→ What to work on: Please set down each line of the material exactly.

━━━━━━━━━━━━━━━━

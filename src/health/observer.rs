//! Active server state observation.
//!
//! # Responsibilities
//! - Probe every registered server
//! - Report results to the load balancer's health state

use async_trait::async_trait;
use futures_util::future::join_all;
use reqwest::header::USER_AGENT;
use reqwest::Client;
use std::fmt;
use std::sync::Arc;
use std::time::Duration;
use tokio::time;

use crate::client::query::USER_AGENT as CLIENT_USER_AGENT;
use crate::client::server::SolrServer;
use crate::config::HealthCheckConfig;
use crate::error::TransportError;
use crate::load_balancer::LoadBalancer;
use crate::observability::metrics;

/// Checks servers out of band and feeds the load balancer.
#[async_trait]
pub trait ServerStateObserver: Send + Sync + fmt::Debug {
    async fn check_server_state(&self, load_balancer: &dyn LoadBalancer);
}

/// Pings `<base_url><path>` on every server; 2xx is healthy.
#[derive(Debug, Clone)]
pub struct PingStatusObserver {
    client: Client,
    path: String,
    timeout: Duration,
}

impl PingStatusObserver {
    pub fn new(client: Client, path: impl Into<String>, timeout: Duration) -> Self {
        Self {
            client,
            path: path.into(),
            timeout,
        }
    }

    /// Observer with its own HTTP client.
    pub fn from_config(config: &HealthCheckConfig) -> Result<Self, TransportError> {
        let client = Client::builder().build()?;
        Ok(Self::new(
            client,
            config.path.clone(),
            Duration::from_secs(config.timeout_secs),
        ))
    }

    async fn ping(&self, server: &SolrServer) -> bool {
        let url = format!("{}{}", server.base_url(), self.path);
        let request = self.client.get(&url).header(USER_AGENT, CLIENT_USER_AGENT).send();

        match time::timeout(self.timeout, request).await {
            Ok(Ok(response)) => {
                let success = response.status().is_success();
                if !success {
                    tracing::warn!(server = %server, status = %response.status(), "Ping failed: non-success status");
                }
                success
            }
            Ok(Err(e)) => {
                tracing::warn!(server = %server, error = %e, "Ping failed: connection error");
                false
            }
            Err(_) => {
                tracing::warn!(server = %server, "Ping failed: timeout");
                false
            }
        }
    }
}

#[async_trait]
impl ServerStateObserver for PingStatusObserver {
    async fn check_server_state(&self, load_balancer: &dyn LoadBalancer) {
        let servers: Vec<Arc<SolrServer>> = load_balancer.servers();
        let results = join_all(servers.iter().map(|s| self.ping(s))).await;

        for (server, ping_ok) in servers.iter().zip(results) {
            report(load_balancer, server, ping_ok);
        }
    }
}

/// Feed one ping result to the balancer and publish the resulting state.
fn report(load_balancer: &dyn LoadBalancer, server: &SolrServer, ping_ok: bool) {
    load_balancer.update_server_state(server, ping_ok);
    metrics::record_server_health(server.base_url(), load_balancer.is_server_healthy(server));
}

#[cfg(test)]
mod tests {
    use super::*;
    use crate::load_balancer::{RoundRobin, ServerPool, Thresholds};
    use ::metrics::{
        Counter, Gauge, GaugeFn, Histogram, Key, KeyName, Metadata, Recorder, SharedString, Unit,
    };
    use std::sync::Mutex;

    #[derive(Debug, Default)]
    struct LastValue(Mutex<Option<f64>>);

    impl GaugeFn for LastValue {
        fn increment(&self, _value: f64) {}

        fn decrement(&self, _value: f64) {}

        fn set(&self, value: f64) {
            *self.0.lock().unwrap() = Some(value);
        }
    }

    /// Captures the health gauge only.
    #[derive(Debug, Default)]
    struct HealthRecorder {
        gauge: Arc<LastValue>,
    }

    impl Recorder for HealthRecorder {
        fn describe_counter(&self, _key: KeyName, _unit: Option<Unit>, _description: SharedString) {}

        fn describe_gauge(&self, _key: KeyName, _unit: Option<Unit>, _description: SharedString) {}

        fn describe_histogram(&self, _key: KeyName, _unit: Option<Unit>, _description: SharedString) {}

        fn register_counter(&self, _key: &Key, _metadata: &Metadata<'_>) -> Counter {
            Counter::noop()
        }

        fn register_gauge(&self, key: &Key, _metadata: &Metadata<'_>) -> Gauge {
            if key.name() == "solr_client_server_health" {
                Gauge::from_arc(self.gauge.clone())
            } else {
                Gauge::noop()
            }
        }

        fn register_histogram(&self, _key: &Key, _metadata: &Metadata<'_>) -> Histogram {
            Histogram::noop()
        }
    }

    fn gauge_after(lb: &RoundRobin, server: &SolrServer, ping_ok: bool) -> Option<f64> {
        let recorder = HealthRecorder::default();
        ::metrics::with_local_recorder(&recorder, || report(lb, server, ping_ok));
        let value = *recorder.gauge.0.lock().unwrap();
        value
    }

    #[test]
    fn test_gauge_follows_hysteresis() {
        let lb = RoundRobin::new(
            ServerPool::from_addresses(
                &["http://a:8983/solr"],
                Thresholds { healthy: 2, unhealthy: 2 },
            )
            .unwrap(),
        );
        let a = SolrServer::new("http://a:8983/solr").unwrap();

        // One failed ping is below the threshold; still selectable.
        assert_eq!(gauge_after(&lb, &a, false), Some(1.0));
        assert_eq!(gauge_after(&lb, &a, false), Some(0.0));
        // One success is not enough to come back.
        assert_eq!(gauge_after(&lb, &a, true), Some(0.0));
        assert_eq!(gauge_after(&lb, &a, true), Some(1.0));
    }
}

━━━━━━━━━━━━━━━━

→ Reply to the task:
filename src/health/observer.rs
//! Active server state observation.
//!
//! # Responsibilities
//! - Probe every registered server
//! - Report results to the load balancer's health state

use async_trait::async_trait;
use futures_util::future::join_all;
use reqwest::header::USER_AGENT;
use reqwest::Client;
use std::fmt;
use std::sync::Arc;
use std::time::Duration;
use tokio::time;

use crate::client::query::USER_AGENT as CLIENT_USER_AGENT;
use crate::client::server::SolrServer;
use crate::config::HealthCheckConfig;
use crate::error::TransportError;
use crate::load_balancer::LoadBalancer;
use crate::observability::metrics;

/// Checks servers out of band and feeds the load balancer.
#[async_trait]
pub trait ServerStateObserver: Send + Sync + fmt::Debug {
    async fn check_server_state(&self, load_balancer: &dyn LoadBalancer);
}

/// Pings `<base_url><path>` on every server; 2xx is healthy.
#[derive(Debug, Clone)]
pub struct PingStatusObserver {
    client: Client,
    path: String,
    timeout: Duration,
}

impl PingStatusObserver {
    pub fn new(client: Client, path: impl Into<String>, timeout: Duration) -> Self {
        Self {
            client,
            path: path.into(),
            timeout,
        }
    }

    /// Observer with its own HTTP client.
    pub fn from_config(config: &HealthCheckConfig) -> Result<Self, TransportError> {
        let client = Client::builder().build()?;
        Ok(Self::new(
            client,
            config.path.clone(),
            Duration::from_secs(config.timeout_secs),
        ))
    }

    async fn ping(&self, server: &SolrServer) -> bool {
        let url = format!("{}{}", server.base_url(), self.path);
        let request = self.client.get(&url).header(USER_AGENT, CLIENT_USER_AGENT).send();

        match time::timeout(self.timeout, request).await {
            Ok(Ok(response)) => {
                let success = response.status().is_success();
                if !success {
                    tracing::warn!(server = %server, status = %response.status(), "Ping failed: non-success status");
                }
                success
            }
            Ok(Err(e)) => {
                tracing::warn!(server = %server, error = %e, "Ping failed: connection error");
                false
            }
            Err(_) => {
                tracing::warn!(server = %server, "Ping failed: timeout");
                false
            }
        }
    }
}

#[async_trait]
impl ServerStateObserver for PingStatusObserver {
    async fn check_server_state(&self, load_balancer: &dyn LoadBalancer) {
        let servers: Vec<Arc<SolrServer>> = load_balancer.servers();
        let results = join_all(servers.iter().map(|s| self.ping(s))).await;

        for (server, ping_ok) in servers.iter().zip(results) {
            report(load_balancer, server, ping_ok);
        }
    }
}

/// Feed one ping result to the balancer and publish the resulting state.
fn report(load_balancer: &dyn LoadBalancer, server: &SolrServer, ping_ok: bool) {
    load_balancer.update_server_state(server, ping_ok);
    metrics::record_server_health(server.base_url(), load_balancer.is_server_healthy(server));
}

#[cfg(test)]
mod tests {
    use super::*;
    use crate::load_balancer::{RoundRobin, ServerPool, Thresholds};
    use ::metrics::{
        Counter, Gauge, GaugeFn, Histogram, Key, KeyName, Metadata, Recorder, SharedString, Unit,
    };
    use std::sync::Mutex;

    #[derive(Debug, Default)]
    struct LastValue(Mutex<Option<f64>>);

    impl GaugeFn for LastValue {
        fn increment(&self, _value: f64) {}

        fn decrement(&self, _value: f64) {}

        fn set(&self, value: f64) {
            *self.0.lock().unwrap() = Some(value);
        }
    }

    /// Captures the health gauge only.
    #[derive(Debug, Default)]
    struct HealthRecorder {
        gauge: Arc<LastValue>,
    }

    impl Recorder for HealthRecorder {
        fn describe_counter(&self, _key: KeyName, _unit: Option<Unit>, _description: SharedString) {}

        fn describe_gauge(&self, _key: KeyName, _unit: Option<Unit>, _description: SharedString) {}

        fn describe_histogram(&self, _key: KeyName, _unit: Option<Unit>, _description: SharedString) {}

        fn register_counter(&self, _key: &Key, _metadata: &Metadata<'_>) -> Counter {
            Counter::noop()
        }

        fn register_gauge(&self, key: &Key, _metadata: &Metadata<'_>) -> Gauge {
            if key.name() == "solr_client_server_health" {
                Gauge::from_arc(self.gauge.clone())
            } else {
                Gauge::noop()
            }
        }

        fn register_histogram(&self, _key: &Key, _metadata: &Metadata<'_>) -> Histogram {
            Histogram::noop()
        }
    }

    fn gauge_after(lb: &RoundRobin, server: &SolrServer, ping_ok: bool) -> Option<f64> {
        let recorder = HealthRecorder::default();
        ::metrics::with_local_recorder(&recorder, || report(lb, server, ping_ok));
        let value = *recorder.gauge.0.lock().unwrap();
        value
    }

    #[test]
    fn test_gauge_follows_hysteresis() {
        let lb = RoundRobin::new(
            ServerPool::from_addresses(
                &["http://a:8983/solr"],
                Thresholds { healthy: 2, unhealthy: 2 },
            )
            .unwrap(),
        );
        let a = SolrServer::new("http://a:8983/solr").unwrap();

        // One failed ping is below the threshold; still selectable.
        assert_eq!(gauge_after(&lb, &a, false), Some(1.0));
        assert_eq!(gauge_after(&lb, &a, false), Some(0.0));
        // One success is not enough to come back.
        assert_eq!(gauge_after(&lb, &a, true), Some(0.0));
        assert_eq!(gauge_after(&lb, &a, true), Some(1.0));
    }
}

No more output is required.